An event’s value, independent of other events
What is a conditional distribution?
An events value, given the value of another event
What is endogeneity?
Theoretically occurs in a marginal distribution of predictor variable and is not independent of conditional distribution of outcome variable, given the predictor variable
Occurs when predictor variable x is correlated with error term - causes bias in beta estimates
e not equal to 0
What is an endogenous variable?
An endogenous variable is any variable in the regression model that is correlated with the error term.
Variable measure is determined by the model
What is a exogenous variable?
An exogenous variable is an explanatory variable that is not correlated with the error term
Variable measure is determined outside of the model not by the model
What are the problems with endogeneity?
- Can’t easily test whether variables are endogenous
- Model estimate of error will be biased by endogenous variable if we have a model with both endogenous and exogenous variable
- Even if you detect endogeneity must still determine why it’s there to solve the issue
What are the different sources of endogeneity? (Name only)
Simultaneity bias
Omitted/Confounding variables
Measurement Error
What is simultaneity bias?
X causes Y, which causes x
E.g. Farmer’s income <-> crop yield
(y = Beta 0 + Beta 1 (exogenous) + Beta 2 (endogenous)
If endogeneity is due to simultaneity (done at the same time as something else) then x (exogenous) will lead to change in y that will change x (endogenous) as it is linked to the DV/model
More endogenous variables = Effect is more pronounced
How do we solve simultaneity bias?
Use statistical methods developed for this situation (two-stage least squares regression)
How do omitted/confounding variables explain endogeneity?
In a perfectly exogenous model - effect of x on y is separated from the error term
When x is correlated with both the outcome and an omitted variable z, the variance explained by z falls on ϵ
What is the solution for endogeneity when omitted/confounding variables cause it?
Ensure confounds are measured and included in the model, no small tasks, requires thorough knowledge of the topic
How does measurement error cause endogeneity?
Instead of measuring x, you measure x∗, which is a measurement of x with error (r) included
E.g. Reporting errors and coding errors
Similar to the case of omitted variables , measurement error becomes part of error but will be associated with x, leading to endogeneity
How is the issue of measurement error in causing endogeneity solved?
Careful planning and study design
E.g. through pilot testing
What is prediction?
Important application of understanding causality
E.g. it is the aim of LM - To produce a model to predict the outcome variable
How do we predict values outwith the original data set?

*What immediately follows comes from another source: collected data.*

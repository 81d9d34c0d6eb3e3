//! In-process store for offline runs and tests.

use std::collections::HashMap;
use std::path::Path;
use std::sync::atomic::{AtomicU64, Ordering};
use std::time::Duration;

use async_trait::async_trait;
use serde::{Deserialize, Serialize};
use tokio::sync::Mutex;
use tracing::{debug, info};

use civicsync_core::{Pipeline, RawCompleteness, RawSyncRow, SyncRecord};

use crate::{CompletenessStore, StatusUpsert, StatusWriter, StoreError, SyncRecordStore};

/// JSON fixture layout, named after the backing tables.
#[derive(Debug, Clone, Default, Serialize, Deserialize)]
pub struct Fixture {
    #[serde(default)]
    pub sync_status: Vec<RawSyncRow>,
    #[serde(default)]
    pub data_completeness: Vec<RawCompleteness>,
}

/// Store holding rows in memory.
///
/// Rows are kept in their raw form and validated on every read, the same way
/// rows coming over the wire are. Reads can be slowed down or made to fail,
/// and every call is counted.
#[derive(Default)]
pub struct MemoryStore {
    sync_rows: Mutex<HashMap<String, RawSyncRow>>,
    completeness: Mutex<HashMap<String, RawCompleteness>>,
    upserts: Mutex<Vec<StatusUpsert>>,
    failure: Mutex<Option<String>>,
    delay: Mutex<Option<Duration>>,
    sync_calls: AtomicU64,
    completeness_calls: AtomicU64,
}

impl MemoryStore {
    pub fn new() -> Self {
        Self::default()
    }

    pub fn from_fixture(fixture: Fixture) -> Self {
        let sync_rows = fixture
            .sync_status
            .into_iter()
            .map(|row| (row.id.clone(), row))
            .collect();
        let completeness = fixture
            .data_completeness
            .into_iter()
            .map(|row| (row.bioguide_id.clone(), row))
            .collect();
        Self {
            sync_rows: Mutex::new(sync_rows),
            completeness: Mutex::new(completeness),
            ..Self::default()
        }
    }

    /// Load a JSON [`Fixture`] from disk.
    pub async fn load_fixture(path: &Path) -> Result<Self, StoreError> {
        if !path.exists() {
            return Err(StoreError::FixtureNotFound(path.to_path_buf()));
        }
        let bytes = tokio::fs::read(path).await?;
        let fixture: Fixture = serde_json::from_slice(&bytes)?;
        info!(
            path = %path.display(),
            sync_rows = fixture.sync_status.len(),
            completeness_rows = fixture.data_completeness.len(),
            "loaded fixture"
        );
        Ok(Self::from_fixture(fixture))
    }

    pub async fn put_sync_row(&self, row: RawSyncRow) {
        self.sync_rows.lock().await.insert(row.id.clone(), row);
    }

    pub async fn put_completeness(&self, row: RawCompleteness) {
        self.completeness
            .lock()
            .await
            .insert(row.bioguide_id.clone(), row);
    }

    pub async fn remove_completeness(&self, entity_id: &str) {
        self.completeness.lock().await.remove(entity_id);
    }

    /// Make every read and write fail with `StoreError::Unavailable(reason)`; `None` heals the store.
    pub async fn set_failure(&self, reason: Option<&str>) {
        *self.failure.lock().await = reason.map(str::to_string);
    }

    /// Sleep this long inside every read.
    pub async fn set_delay(&self, delay: Option<Duration>) {
        *self.delay.lock().await = delay;
    }

    pub fn sync_calls(&self) -> u64 {
        self.sync_calls.load(Ordering::Relaxed)
    }

    pub fn completeness_calls(&self) -> u64 {
        self.completeness_calls.load(Ordering::Relaxed)
    }

    /// Status rows written through [`StatusWriter`], oldest first.
    pub async fn upserts(&self) -> Vec<StatusUpsert> {
        self.upserts.lock().await.clone()
    }

    async fn before_read(&self) -> Result<(), StoreError> {
        let delay = *self.delay.lock().await;
        if let Some(delay) = delay {
            tokio::time::sleep(delay).await;
        }
        match self.failure.lock().await.as_ref() {
            Some(reason) => Err(StoreError::Unavailable(reason.clone())),
            None => Ok(()),
        }
    }
}

#[async_trait]
impl SyncRecordStore for MemoryStore {
    async fn get_sync_record(&self, pipeline: Pipeline) -> Result<Option<SyncRecord>, StoreError> {
        self.sync_calls.fetch_add(1, Ordering::Relaxed);
        self.before_read().await?;
        let row = self.sync_rows.lock().await.get(pipeline.as_str()).cloned();
        debug!(%pipeline, found = row.is_some(), "memory sync record read");
        row.map(SyncRecord::try_from)
            .transpose()
            .map_err(StoreError::from)
    }
}

#[async_trait]
impl CompletenessStore for MemoryStore {
    async fn get_completeness(
        &self,
        entity_id: &str,
    ) -> Result<Option<RawCompleteness>, StoreError> {
        self.completeness_calls.fetch_add(1, Ordering::Relaxed);
        self.before_read().await?;
        Ok(self.completeness.lock().await.get(entity_id).cloned())
    }
}

#[async_trait]
impl StatusWriter for MemoryStore {
    async fn upsert_status(&self, row: StatusUpsert) -> Result<(), StoreError> {
        if let Some(reason) = self.failure.lock().await.as_ref() {
            return Err(StoreError::Unavailable(reason.clone()));
        }
        self.sync_rows.lock().await.insert(
            row.id.clone(),
            RawSyncRow {
                id: row.id.clone(),
                status: row.status,
                last_synced_at: row.last_synced_at,
                total_records: None,
            },
        );
        self.upserts.lock().await.push(row);
        Ok(())
    }
}
//! Per-entity data completeness records.
//!
//! The validation job writes one row per tracked entity (e.g. one legislator)
//! with seven dimension flags, a stored percentage and the list of failing
//! fields. Rows arrive as [`RawCompleteness`] and are normalized into
//! [`CompletenessRecord`]; the percentage is taken as stored, never
//! recomputed from the flags.

use chrono::{DateTime, Utc};
use serde::{Deserialize, Serialize};

use crate::CoreError;

/// Percentage as delivered by the store: numeric columns come back as JSON
/// numbers, `numeric`/`decimal` columns as strings.
#[derive(Debug, Clone, PartialEq, Serialize, Deserialize)]
#[serde(untagged)]
pub enum RawPercentage {
    Number(f64),
    Text(String),
}

impl RawPercentage {
    fn to_f64(&self) -> Result<f64, CoreError> {
        let value = match self {
            RawPercentage::Number(n) => *n,
            RawPercentage::Text(s) => s
                .trim()
                .parse::<f64>()
                .map_err(|_| CoreError::InvalidPercentage(s.clone()))?,
        };
        if !value.is_finite() || !(0.0..=100.0).contains(&value) {
            return Err(CoreError::InvalidPercentage(value.to_string()));
        }
        Ok(value)
    }
}

/// A completeness row exactly as the store returns it.
#[derive(Debug, Clone, Default, PartialEq, Serialize, Deserialize)]
pub struct RawCompleteness {
    #[serde(alias = "entity_id")]
    pub bioguide_id: String,
    #[serde(default)]
    pub has_basic_info: Option<bool>,
    #[serde(default)]
    pub has_contact_info: Option<bool>,
    #[serde(default)]
    pub has_finance_data: Option<bool>,
    #[serde(default)]
    pub has_committee_data: Option<bool>,
    #[serde(default)]
    pub has_vote_data: Option<bool>,
    #[serde(default)]
    pub has_bills_data: Option<bool>,
    #[serde(default)]
    pub score_valid: Option<bool>,
    #[serde(default)]
    pub completeness_percentage: Option<RawPercentage>,
    #[serde(default)]
    pub missing_fields: Option<Vec<String>>,
    #[serde(default)]
    pub last_validated_at: Option<DateTime<Utc>>,
}

/// Normalized completeness assessment for one entity.
#[derive(Debug, Clone, PartialEq, Serialize)]
#[serde(rename_all = "camelCase")]
pub struct CompletenessRecord {
    pub has_basic_info: bool,
    pub has_contact_info: bool,
    pub has_finance_data: bool,
    pub has_committee_data: bool,
    pub has_vote_data: bool,
    pub has_bills_data: bool,
    pub score_valid: bool,
    pub completeness_percentage: f64,
    pub missing_fields: Vec<String>,
    pub last_validated_at: Option<DateTime<Utc>>,
}

impl CompletenessRecord {
    /// Dimension names and flags, in a fixed display order.
    pub fn dimensions(&self) -> [(&'static str, bool); 7] {
        [
            ("basic info", self.has_basic_info),
            ("contact info", self.has_contact_info),
            ("finance data", self.has_finance_data),
            ("committee data", self.has_committee_data),
            ("vote data", self.has_vote_data),
            ("bills data", self.has_bills_data),
            ("score validity", self.score_valid),
        ]
    }

    pub fn passing_dimensions(&self) -> usize {
        self.dimensions().iter().filter(|(_, ok)| *ok).count()
    }

    pub fn is_complete(&self) -> bool {
        self.passing_dimensions() == 7 && self.missing_fields.is_empty()
    }
}

impl TryFrom<RawCompleteness> for CompletenessRecord {
    type Error = CoreError;

    fn try_from(raw: RawCompleteness) -> Result<Self, Self::Error> {
        // A null percentage reads as 0, matching the dashboard's numeric coercion.
        let completeness_percentage = match &raw.completeness_percentage {
            Some(p) => p.to_f64()?,
            None => 0.0,
        };
        Ok(Self {
            has_basic_info: raw.has_basic_info.unwrap_or(false),
            has_contact_info: raw.has_contact_info.unwrap_or(false),
            has_finance_data: raw.has_finance_data.unwrap_or(false),
            has_committee_data: raw.has_committee_data.unwrap_or(false),
            has_vote_data: raw.has_vote_data.unwrap_or(false),
            has_bills_data: raw.has_bills_data.unwrap_or(false),
            score_valid: raw.score_valid.unwrap_or(false),
            completeness_percentage,
            missing_fields: raw.missing_fields.unwrap_or_default(),
            last_validated_at: raw.last_validated_at,
        })
    }
}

When collecting data, range of samples in predictor and outcome may span full range of variables as they exist in the world
E.g. Hours spent studying
Can think about it as two sets of unknown values
- Those within range used to estimate model
- Those outside range used to estimate model
What is interpolation?
Obtaining a value from a model within the range of given data or points
What is extrapolation?
Obtaining value from model from outside a range of given data points
Extrapolation is not recommended - especially as trajectory is unknown
Don’t have patterns on each side to show pattern
What is missing data?
Missing data, or missing values, occur when you don’t have data stored for certain variables or participants
What are the reasons for missing data?
PPT non-responses, Error in data collection, Errors in data entry, Missing by design
What are the two main things to worry about when it comes to missing data?
Two main things to worry about: Loss of efficiency (as smaller sample size) so reduced power and bias (incorrect estimates)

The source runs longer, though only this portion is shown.